Federal Rule of Civil Procedure 12(b)(6) provides for dismissal of a complaint, in whole or in part, if the plaintiff fails to state a claim upon which relief can be granted. The moving party bears the burden of showing that no claim has been stated. Hedges v. United States, 404 F.3d 744, 750 (3d Cir. 2005). In deciding a motion to dismiss under Rule 12(b)(6), a court must take all allegations in the complaint as true and view them in the light most favorable to the plaintiff. See Warth v. Seldin, 422 U.S. 490, 501, 95 S.Ct. 2197, 45 L.Ed.2d 343 (1975); Trump Hotels & Casino Resorts, Inc. v. Mirage Resorts Inc., 140 F.3d 478, 483 (3d Cir. 1998). Although a complaint need not contain detailed factual allegations, “a plaintiff's obligation to provide the ‘grounds’ of his ‘entitlement to relief requires more than labels and conclusions, and a formulaic recitation of the elements of a cause of action will not do.” Bell Atl. Corp. v. Twombly, 550 U.S. 544, 555, 127 S.Ct. 1955, 167 L.Ed.2d 929 (2007). Thus, the factual allegations must be sufficient to raise a plaintiff's right to relief above a speculative level, such that it is “plausible on its face.” See id. at 570, 127 S.Ct. 1955; see also Umland v. PLANCO Fin. Serv., Inc., 542 F.3d 59, 64 (3d Cir. 2008). A claim has “facial plausibility when the plaintiff pleads factual content that allows the court to draw the reasonable inference that the defendant is liable for the misconduct alleged.” Ashcroft v. Iqbal, 556 U.S. 662, 678, 129 S.Ct. 1937, 173 L.Ed.2d 868 (2009)

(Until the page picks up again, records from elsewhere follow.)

//! JSON-LD structured data extraction for readiness signals.

use regex::Regex;
use serde_json::Value;

use crate::markup::clean_text;

/// schema.org type tokens treated as an organization-shaped entity node.
pub(crate) const ORG_TYPE_TOKENS: &[&str] = &[
    "organization",
    "localbusiness",
    "corporation",
    "brand",
    "website",
];

/// Flattened summary of a page's JSON-LD blocks.
///
/// Malformed blocks are counted but contribute nothing; extraction never
/// fails on bad markup.
#[derive(Debug, Clone, Default)]
pub(crate) struct JsonLdSummary {
    /// `<script type="application/ld+json">` blocks seen.
    pub blocks: usize,
    /// Blocks that parsed as JSON.
    pub parsed: usize,
    /// Lowercased `@type` tokens across all nodes, document order.
    pub types: Vec<String>,
    /// `name` of the first organization-shaped node.
    pub org_name: Option<String>,
    /// Any node carries an `author` property.
    pub has_author: bool,
    /// First `datePublished`/`dateModified` value seen.
    pub published: Option<String>,
}

impl JsonLdSummary {
    /// First collected type containing any of the given lowercase tokens.
    pub fn first_type_matching(&self, tokens: &[&str]) -> Option<&str> {
        self.types
            .iter()
            .find(|t| tokens.iter().any(|token| t.contains(token)))
            .map(String::as_str)
    }
}

/// Scans `html` for JSON-LD script blocks and summarizes their contents.
pub(crate) fn extract_json_ld(html: &str) -> JsonLdSummary {
    let script_re = Regex::new(
        r#"(?is)<script[^>]*type\s*=\s*["']application/ld\+json["'][^>]*>(.*?)</script>"#,
    )
    .expect("valid json-ld script regex");

    let mut summary = JsonLdSummary::default();

    for cap in script_re.captures_iter(html) {
        summary.blocks += 1;
        let raw = cap.get(1).map_or("", |m| m.as_str()).trim();
        let Ok(value) = serde_json::from_str::<Value>(raw) else {
            continue;
        };
        summary.parsed += 1;
        collect_node(&value, &mut summary);
    }

    summary
}

fn collect_node(value: &Value, out: &mut JsonLdSummary) {
    match value {
        Value::Object(map) => {
            let node_types = type_tokens(map.get("@type"));

            if out.org_name.is_none()
                && node_types
                    .iter()
                    .any(|t| ORG_TYPE_TOKENS.iter().any(|token| t.contains(token)))
            {
                out.org_name = map
                    .get("name")
                    .and_then(Value::as_str)
                    .map(clean_text)
                    .filter(|name| !name.is_empty());
            }

            if map.contains_key("author") {
                out.has_author = true;
            }

            if out.published.is_none() {
                out.published = map
                    .get("datePublished")
                    .or_else(|| map.get("dateModified"))
                    .and_then(Value::as_str)
                    .map(str::to_owned);
            }

            out.types.extend(node_types);

            for child in map.values() {
                collect_node(child, out);
            }
        }
        Value::Array(items) => {
            for child in items {
                collect_node(child, out);
            }
        }
        _ => {}
    }
}

/// Lowercased `@type` tokens of one node: a string or an array of strings.
fn type_tokens(node_type: Option<&Value>) -> Vec<String> {
    match node_type {
        Some(Value::String(s)) => vec![s.to_lowercase()],
        Some(Value::Array(values)) => values
            .iter()
            .filter_map(Value::as_str)
            .map(str::to_lowercase)
            .collect(),
        _ => Vec::new(),
    }
}

#[cfg(test)]
mod tests {
    use super::*;

    fn wrap(json: &str) -> String {
        format!(r#"<script type="application/ld+json">{json}</script>"#)
    }

    #[test]
    fn empty_page_has_no_blocks() {
        let summary = extract_json_ld("<p>no structured data</p>");
        assert_eq!(summary.blocks, 0);
        assert_eq!(summary.parsed, 0);
        assert!(summary.types.is_empty());
    }

    #[test]
    fn collects_types_from_single_block() {
        let html = wrap(r#"{"@type": "Organization", "name": "Acme"}"#);
        let summary = extract_json_ld(&html);
        assert_eq!(summary.blocks, 1);
        assert_eq!(summary.parsed, 1);
        assert_eq!(summary.types, vec!["organization"]);
        assert_eq!(summary.org_name.as_deref(), Some("Acme"));
    }

    #[test]
    fn collects_types_from_type_array() {
        let html = wrap(r#"{"@type": ["Product", "Offer"]}"#);
        let summary = extract_json_ld(&html);
        assert_eq!(summary.types, vec!["product", "offer"]);
    }

    #[test]
    fn walks_nested_graph_nodes() {
        let html = wrap(
            r#"{"@graph": [{"@type": "WebSite", "name": "Acme"}, {"@type": "FAQPage"}]}"#,
        );
        let summary = extract_json_ld(&html);
        assert_eq!(summary.types, vec!["website", "faqpage"]);
        assert_eq!(summary.org_name.as_deref(), Some("Acme"));
    }

    #[test]
    fn malformed_block_counts_but_contributes_nothing() {
        let html = format!("{}{}", wrap("{not json"), wrap(r#"{"@type": "FAQPage"}"#));
        let summary = extract_json_ld(&html);
        assert_eq!(summary.blocks, 2);
        assert_eq!(summary.parsed, 1);
        assert_eq!(summary.types, vec!["faqpage"]);
    }

    #[test]
    fn records_author_and_published() {
        let html = wrap(
            r#"{"@type": "Article", "author": {"name": "J. Writer"}, "datePublished": "2026-02-01"}"#,
        );
        let summary = extract_json_ld(&html);
        assert!(summary.has_author);
        assert_eq!(summary.published.as_deref(), Some("2026-02-01"));
    }

    #[test]
    fn first_type_matching_uses_substring_tokens() {
        let html = wrap(r#"{"@type": "AggregateOffer"}"#);
        let summary = extract_json_ld(&html);
        assert_eq!(
            summary.first_type_matching(&["offer", "product"]),
            Some("aggregateoffer")
        );
        assert!(summary.first_type_matching(&["faqpage"]).is_none());
    }

    #[test]
    fn org_name_prefers_first_org_node() {
        let html = format!(
            "{}{}",
            wrap(r#"{"@type": "Organization", "name": "First Co"}"#),
            wrap(r#"{"@type": "Organization", "name": "Second Co"}"#)
        );
        let summary = extract_json_ld(&html);
        assert_eq!(summary.org_name.as_deref(), Some("First Co"));
    }
}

(citing Twombly, 550 U.S. at 556, 127 S.Ct. 1955). While “[t]he plausibility standard is not akin to a ‘probability requirement’. . . it asks for more than a sheer possibility.” Id.

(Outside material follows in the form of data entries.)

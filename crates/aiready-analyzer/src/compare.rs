//! Structured diffing of two Reports.

use aiready_core::{AggregateDelta, Comparison, Dimension, DimensionDelta, Leader, Report};

use crate::error::AnalyzerError;

/// Compares two Reports into a [`Comparison`].
///
/// Works identically for two different sites and for the same site at two
/// points in time; the inputs have the same shape either way. For each
/// dimension, `delta = score_b - score_a`; equal scores mean no leader.
///
/// # Errors
///
/// Returns [`AnalyzerError::IncompatibleSchemaVersion`] when the Reports
/// were produced by different rubric versions. Deltas across rubric
/// revisions would be misleading, so this is never silently coerced.
pub fn compare(a: &Report, b: &Report) -> Result<Comparison, AnalyzerError> {
    if a.schema_version != b.schema_version {
        return Err(AnalyzerError::IncompatibleSchemaVersion {
            version_a: a.schema_version,
            version_b: b.schema_version,
        });
    }

    let dimensions = Dimension::ALL
        .iter()
        .map(|&dimension| {
            let score_a = a.scores.get(dimension);
            let score_b = b.scores.get(dimension);
            DimensionDelta {
                dimension,
                score_a,
                score_b,
                delta: i64::from(score_b) - i64::from(score_a),
                leader: leader_for(score_a, score_b),
            }
        })
        .collect();

    let aggregate = AggregateDelta {
        score_a: a.scores.aggregate,
        score_b: b.scores.aggregate,
        delta: b.scores.aggregate - a.scores.aggregate,
        leader: leader_for(a.scores.aggregate, b.scores.aggregate),
    };

    Ok(Comparison {
        url_a: a.url.clone(),
        url_b: b.url.clone(),
        dimensions,
        aggregate,
        schema_version: a.schema_version,
    })
}

/// Symmetric tie rule: equal scores have no leader.
fn leader_for<T: PartialOrd>(a: T, b: T) -> Leader {
    match b.partial_cmp(&a) {
        Some(std::cmp::Ordering::Greater) => Leader::B,
        Some(std::cmp::Ordering::Less) => Leader::A,
        _ => Leader::Tie,
    }
}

III. Discussion a. Plaintiff Kolev’s Forum Selection Clause

Plaintiff Kolev worked for NFI from 2009 to 2021. Compl. 47. During that period, Kolev signed ICOAs containing New Jersey forum selection clauses — one dated April 22, 2014 [Dkt. 23-2] and another dated February 27, 2017 [Dkt. 23-3]. Opp. at *33-34. NFI does not dispute that Kolev singed ICOAs containing New Jersey forum- selection clauses. Nevertheless, NFI argues that Kolev is not a proper party to this case based on a subsequent ICOA executed in 2020 that featured a forum-selection clause stating that any claim or dispute arising in connection with the ICOA or otherwise with respect to the overall relationship of the parties shall be brought exclusively in the state or federal courts in Dallas County, Texas. See Mot. at *3. NFI contends that because the 2020 ICOA supersedes previous forum designations and covers the instant dispute, the forum-selection clause therein requiring Kolev to bring his claims in Texas controls. In opposition, Plaintiffs submit that the Court already rejected NFI’s position in Portillo. See Portillo v. Nat'l Freight, Inc., No. 15-CV-7908, 2021 WL 3486894 (D.N.J. Aug. 9, 2021). There, defendant NFI argued that drivers with ICOAs containing Texas forum-selection clauses should be precluded from litigating their claims in the District of New Jersey even if they signed prior New Jersey ICOAs because, in NFI’s view, the Texas forum-selection clause superseded all previous forum designations. This Court declined to adopt NFI’s position that the Texas ICOAs extinguished those plaintiffs’ rights to join the class, finding that:

“the run-of-the-mill integration clause” in the Texas ICOA was “designed to do nothing more than prevent any unincorporated side agreements previously negotiated by the parties during the pre-contract negotiation stage from becoming enforceable provisions” in the Texas ICOAs. Choice Sec. Sys., Inc. v. AT&T Corp., 141 F.3d 1149 (1st Cir. 1998). The integration clause does not function as a “radical . . . retroactive renegotiation of... earlier agreements” between NFI and its drivers. Id. (citing Kentucky Fried Chicken Corp. v.